4:50 pm on July 23, 2002 (gmt 0)

Junior Member

10+ Year Member

joined:Apr 29, 2002
posts:72
votes: 0


Would that be with magic quotes?

I've read a bit about these, but I'm not exactly sure how they work.

4:55 pm on July 23, 2002 (gmt 0)

Administrator

WebmasterWorld Administrator jatar_k is a WebmasterWorld Top Contributor of All Time 10+ Year Member

joined:July 24, 2001
posts:15755
votes: 0


if you just want to escape chars in a large string you can use addslashes() [php.net] and then when you output it you can use stripslashes() [php.net].
4:55 pm on July 23, 2002 (gmt 0)

Junior Member

10+ Year Member

joined:Apr 29, 2002
posts:72
votes: 0


Nevermind I found the answer.

If anyone else was wondering. The quotes are escaped with the addslashes function.

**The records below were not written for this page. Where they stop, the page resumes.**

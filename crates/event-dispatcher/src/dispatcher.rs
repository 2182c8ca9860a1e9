//! Event dispatcher: the registry of handlers and ordered delivery.

use std::collections::HashMap;
use std::str::FromStr;
use std::sync::{PoisonError, RwLock, RwLockReadGuard, RwLockWriteGuard};

use serde::{Deserialize, Serialize};

use crate::error::{DispatchError, HandlerFailure, InvalidDeliveryPolicy, Result};
use crate::event::{DomainEvent, Event};
use crate::handler::{HandlerError, HandlerRef, same_handler};

/// What `notify` does when a handler fails.
#[derive(Debug, Clone, Copy, PartialEq, Eq, Hash, Default, Serialize, Deserialize)]
#[serde(rename_all = "kebab-case")]
pub enum DeliveryPolicy {
    /// Stop at the first failing handler and return its error.
    /// Handlers later in the list are not invoked.
    #[default]
    FailFast,

    /// Invoke every handler, collect the failures and report them together.
    Isolate,
}

impl DeliveryPolicy {
    /// Returns the policy name as accepted by `FromStr`.
    pub fn as_str(&self) -> &'static str {
        match self {
            DeliveryPolicy::FailFast => "fail-fast",
            DeliveryPolicy::Isolate => "isolate",
        }
    }
}

impl std::fmt::Display for DeliveryPolicy {
    fn fmt(&self, f: &mut std::fmt::Formatter<'_>) -> std::fmt::Result {
        write!(f, "{}", self.as_str())
    }
}

impl FromStr for DeliveryPolicy {
    type Err = InvalidDeliveryPolicy;

    fn from_str(s: &str) -> std::result::Result<Self, Self::Err> {
        match s.trim().to_ascii_lowercase().as_str() {
            "fail-fast" | "failfast" | "fail_fast" => Ok(DeliveryPolicy::FailFast),
            "isolate" | "isolated" => Ok(DeliveryPolicy::Isolate),
            other => Err(InvalidDeliveryPolicy(other.to_string())),
        }
    }
}

type Registry<E> = HashMap<String, Vec<HandlerRef<E>>>;

/// Routes events to the handlers registered for their kind.
///
/// The dispatcher owns its registry: a map from event kind to the handlers
/// registered under it, in registration order. Share it with producers as
/// `Arc<EventDispatcher<E>>`; all operations take `&self`.
///
/// Delivery is synchronous. `notify` snapshots the handler list and releases
/// the lock before invoking anything, so a handler may register or unregister
/// handlers on the same dispatcher; those changes apply to later calls only.
pub struct EventDispatcher<E: DomainEvent> {
    handlers: RwLock<Registry<E>>,
    policy: DeliveryPolicy,
}

impl<E: DomainEvent> EventDispatcher<E> {
    /// Creates a dispatcher with an empty registry and fail-fast delivery.
    pub fn new() -> Self {
        Self::with_policy(DeliveryPolicy::default())
    }

    /// Creates a dispatcher with an empty registry and the given delivery policy.
    pub fn with_policy(policy: DeliveryPolicy) -> Self {
        Self {
            handlers: RwLock::new(HashMap::new()),
            policy,
        }
    }

    /// Returns the delivery policy.
    pub fn policy(&self) -> DeliveryPolicy {
        self.policy
    }

    /// Appends a handler to the list for `kind`, creating the list if needed.
    ///
    /// Registering the same handler twice yields two entries, both invoked.
    pub fn register(&self, kind: impl Into<String>, handler: HandlerRef<E>) {
        let kind = kind.into();
        tracing::debug!(kind = %kind, handler = handler.name(), "registering handler");
        self.write().entry(kind).or_default().push(handler);
    }

    /// Removes the first occurrence of `handler` from the list for `kind`.
    ///
    /// Does nothing if the kind is unknown or the handler is not registered.
    pub fn unregister(&self, kind: &str, handler: &HandlerRef<E>) {
        let mut registry = self.write();
        let Some(handlers) = registry.get_mut(kind) else {
            return;
        };

        if let Some(index) = handlers.iter().position(|h| same_handler(h, handler)) {
            handlers.remove(index);
            tracing::debug!(kind, handler = handler.name(), "unregistered handler");
        }

        if handlers.is_empty() {
            registry.remove(kind);
        }
    }

    /// Removes every handler for every kind.
    pub fn unregister_all(&self) {
        self.write().clear();
        tracing::debug!("unregistered all handlers");
    }

    /// Delivers an event to every handler registered for its kind.
    ///
    /// Handlers run in registration order, once each, before this returns.
    /// An event with no registered handlers is a no-op.
    #[tracing::instrument(skip(self, event), fields(kind = event.kind(), event_id = %event.event_id()))]
    pub fn notify(&self, event: &Event<E>) -> Result<()> {
        let kind = event.kind();
        let handlers = self.handlers(kind);

        if handlers.is_empty() {
            tracing::trace!("no handlers registered");
            return Ok(());
        }

        metrics::counter!("dispatcher_events_notified", "kind" => kind).increment(1);

        match self.policy {
            DeliveryPolicy::FailFast => {
                for handler in &handlers {
                    Self::invoke(handler, event).map_err(|source| DispatchError::Handler {
                        kind,
                        handler: handler.name(),
                        source,
                    })?;
                }
                Ok(())
            }
            DeliveryPolicy::Isolate => {
                let failures: Vec<HandlerFailure> = handlers
                    .iter()
                    .filter_map(|handler| {
                        Self::invoke(handler, event)
                            .err()
                            .map(|source| HandlerFailure {
                                handler: handler.name(),
                                source,
                            })
                    })
                    .collect();

                if failures.is_empty() {
                    Ok(())
                } else {
                    Err(DispatchError::Isolated { kind, failures })
                }
            }
        }
    }

    /// Returns a snapshot of the handlers registered for `kind`, in order.
    ///
    /// An unknown kind yields an empty list.
    pub fn handlers(&self, kind: &str) -> Vec<HandlerRef<E>> {
        self.read().get(kind).cloned().unwrap_or_default()
    }

    /// Returns the number of handlers registered for `kind`.
    pub fn handler_count(&self, kind: &str) -> usize {
        self.read().get(kind).map_or(0, Vec::len)
    }

    /// Returns true if at least one handler is registered for `kind`.
    pub fn has_handlers(&self, kind: &str) -> bool {
        self.handler_count(kind) > 0
    }

    /// Returns the kinds that currently have handlers, sorted.
    pub fn kinds(&self) -> Vec<String> {
        let mut kinds: Vec<String> = self.read().keys().cloned().collect();
        kinds.sort();
        kinds
    }

    /// Returns true if no handlers are registered at all.
    pub fn is_empty(&self) -> bool {
        self.read().is_empty()
    }

    fn invoke(
        handler: &HandlerRef<E>,
        event: &Event<E>,
    ) -> std::result::Result<(), HandlerError> {
        let result = handler.handle(event);
        metrics::counter!("dispatcher_handler_invocations", "kind" => event.kind()).increment(1);
        if let Err(ref e) = result {
            metrics::counter!("dispatcher_handler_failures", "kind" => event.kind()).increment(1);
            tracing::warn!(handler = handler.name(), error = %e, "handler failed");
        }
        result
    }

    // No operation leaves the map half-updated, so a poisoned lock is safe to reuse.
    fn read(&self) -> RwLockReadGuard<'_, Registry<E>> {
        self.handlers.read().unwrap_or_else(PoisonError::into_inner)
    }

    fn write(&self) -> RwLockWriteGuard<'_, Registry<E>> {
        self.handlers.write().unwrap_or_else(PoisonError::into_inner)
    }
}

impl<E: DomainEvent> Default for EventDispatcher<E> {
    fn default() -> Self {
        Self::new()
    }
}

impl<E: DomainEvent> std::fmt::Debug for EventDispatcher<E> {
    fn fmt(&self, f: &mut std::fmt::Formatter<'_>) -> std::fmt::Result {
        let counts: HashMap<String, usize> = self
            .read()
            .iter()
            .map(|(kind, handlers)| (kind.clone(), handlers.len()))
            .collect();
        f.debug_struct("EventDispatcher")
            .field("handlers", &counts)
            .field("policy", &self.policy)
            .finish()
    }
}
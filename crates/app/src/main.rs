//! Shop entry point.

use app::{Config, Summary};
use domain::{CustomerService, OrderRepository, ProductService};
use infrastructure::{
    InMemoryCustomerRepository, InMemoryOrderRepository, InMemoryProductRepository,
    PostgresCustomerRepository, PostgresOrderRepository, PostgresProductRepository,
};
use metrics_exporter_prometheus::PrometheusBuilder;
use tracing_subscriber::EnvFilter;
use tracing_subscriber::layer::SubscriberExt;
use tracing_subscriber::util::SubscriberInitExt;

#[tokio::main]
async fn main() -> app::Result<()> {
    // 1. Load configuration
    let config = Config::from_env()?;

    // 2. Initialize tracing
    tracing_subscriber::registry()
        .with(EnvFilter::try_new(&config.log_level).unwrap_or_else(|_| EnvFilter::new("info")))
        .with(tracing_subscriber::fmt::layer())
        .init();

    // 3. Install Prometheus metrics recorder
    let metrics_handle = PrometheusBuilder::new().install_recorder()?;

    // 4. Build dispatchers and register handlers
    let customer_events = app::customer_dispatcher(config.delivery_policy);
    let product_events = app::product_dispatcher(config.delivery_policy);
    tracing::info!(
        policy = %config.delivery_policy,
        customer_kinds = ?customer_events.kinds(),
        product_kinds = ?product_events.kinds(),
        "dispatchers ready"
    );

    // 5. Pick storage and run
    let summary = match &config.database_url {
        Some(url) => {
            tracing::info!("using PostgreSQL storage");
            let pool = infrastructure::connect(url).await?;
            infrastructure::run_migrations(&pool).await?;

            let customers = CustomerService::new(
                PostgresCustomerRepository::new(pool.clone()),
                customer_events,
            );
            let products =
                ProductService::new(PostgresProductRepository::new(pool.clone()), product_events);
            run(&customers, &products, &PostgresOrderRepository::new(pool)).await?
        }
        None => {
            tracing::info!("using in-memory storage");
            let customers =
                CustomerService::new(InMemoryCustomerRepository::new(), customer_events);
            let products = ProductService::new(InMemoryProductRepository::new(), product_events);
            run(&customers, &products, &InMemoryOrderRepository::new()).await?
        }
    };

    match serde_json::to_string_pretty(&summary.order) {
        Ok(order) => tracing::info!(orders_stored = summary.orders_stored, "{order}"),
        Err(e) => tracing::warn!(error = %e, "could not render order"),
    }
    tracing::info!("metrics snapshot:\n{}", metrics_handle.render());
    Ok(())
}

async fn run<C, P, O>(
    customers: &CustomerService<C>,
    products: &ProductService<P>,
    orders: &O,
) -> app::Result<Summary>
where
    C: domain::CustomerRepository,
    P: domain::ProductRepository,
    O: OrderRepository,
{
    let summary = app::walkthrough(customers, products, orders).await?;
    tracing::info!(
        customer_id = %summary.customer_id,
        product_id = %summary.product_id,
        "walkthrough finished"
    );
    Ok(summary)
}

4:56 pm on July 23, 2002 (gmt 0)

Junior Member

10+ Year Member

joined:June 3, 2002
posts:169
votes: 0


well you can use the following before you execute your insert:

$escaped_query = mysql_escape_string($query)
$result = mysql_query($escaped_query)

mavherick

4:58 pm on July 23, 2002 (gmt 0)

New User

10+ Year Member

joined:July 23, 2002
posts:11
votes: 0


A quick word on Magic Quotes. Although it can be very tempting to use, they can prove to be a nightmare on portability. I highly advise against it unless you have a particular reason that they are needed. Standardization is good - magic quotes are not standard. :) Stick with add/strip slashes.
5:02 pm on July 23, 2002 (gmt 0)

Preferred Member

10+ Year Member

joined:May 9, 2001
posts:416
votes: 0


You can test to see if magic quotes are on using get_magic_quotes_runtime (0 = off, 1 = on).

addslashes() and stripslashes() are the functions to use to escape double quotes et al.

see:
www.php.net/get_magic_quotes_runtime
www.php.net/addslashes
www.php.net/stripslashes

6:14 pm on July 23, 2002 (gmt 0)

Senior Member

WebmasterWorld Senior Member 10+ Year Member

joined:July 4, 2001
posts:997
votes: 0


Another thing to note is that if you are taking any user variable and running a sql query with it, you will want to run addslashes first. Even if the input is done on a drop down box w/ two choices. Inputs to a script can always be changed by a malicious user. Imagine if your yes/no input got changed to the string '";DROP *;' where the double qoutes are actually part of the string. The ; would indicate the end of 1 mySql query and the beginning of the next one. While the first one may return invalid, the next one will delete the entire database (oh fun, huh?).
6:29 pm on July 23, 2002 (gmt 0)

Junior Member

10+ Year Member

joined:Apr 29, 2002
posts:72
votes: 0


Thanks for the heads up on that. I will definitely use addslashes from this point on.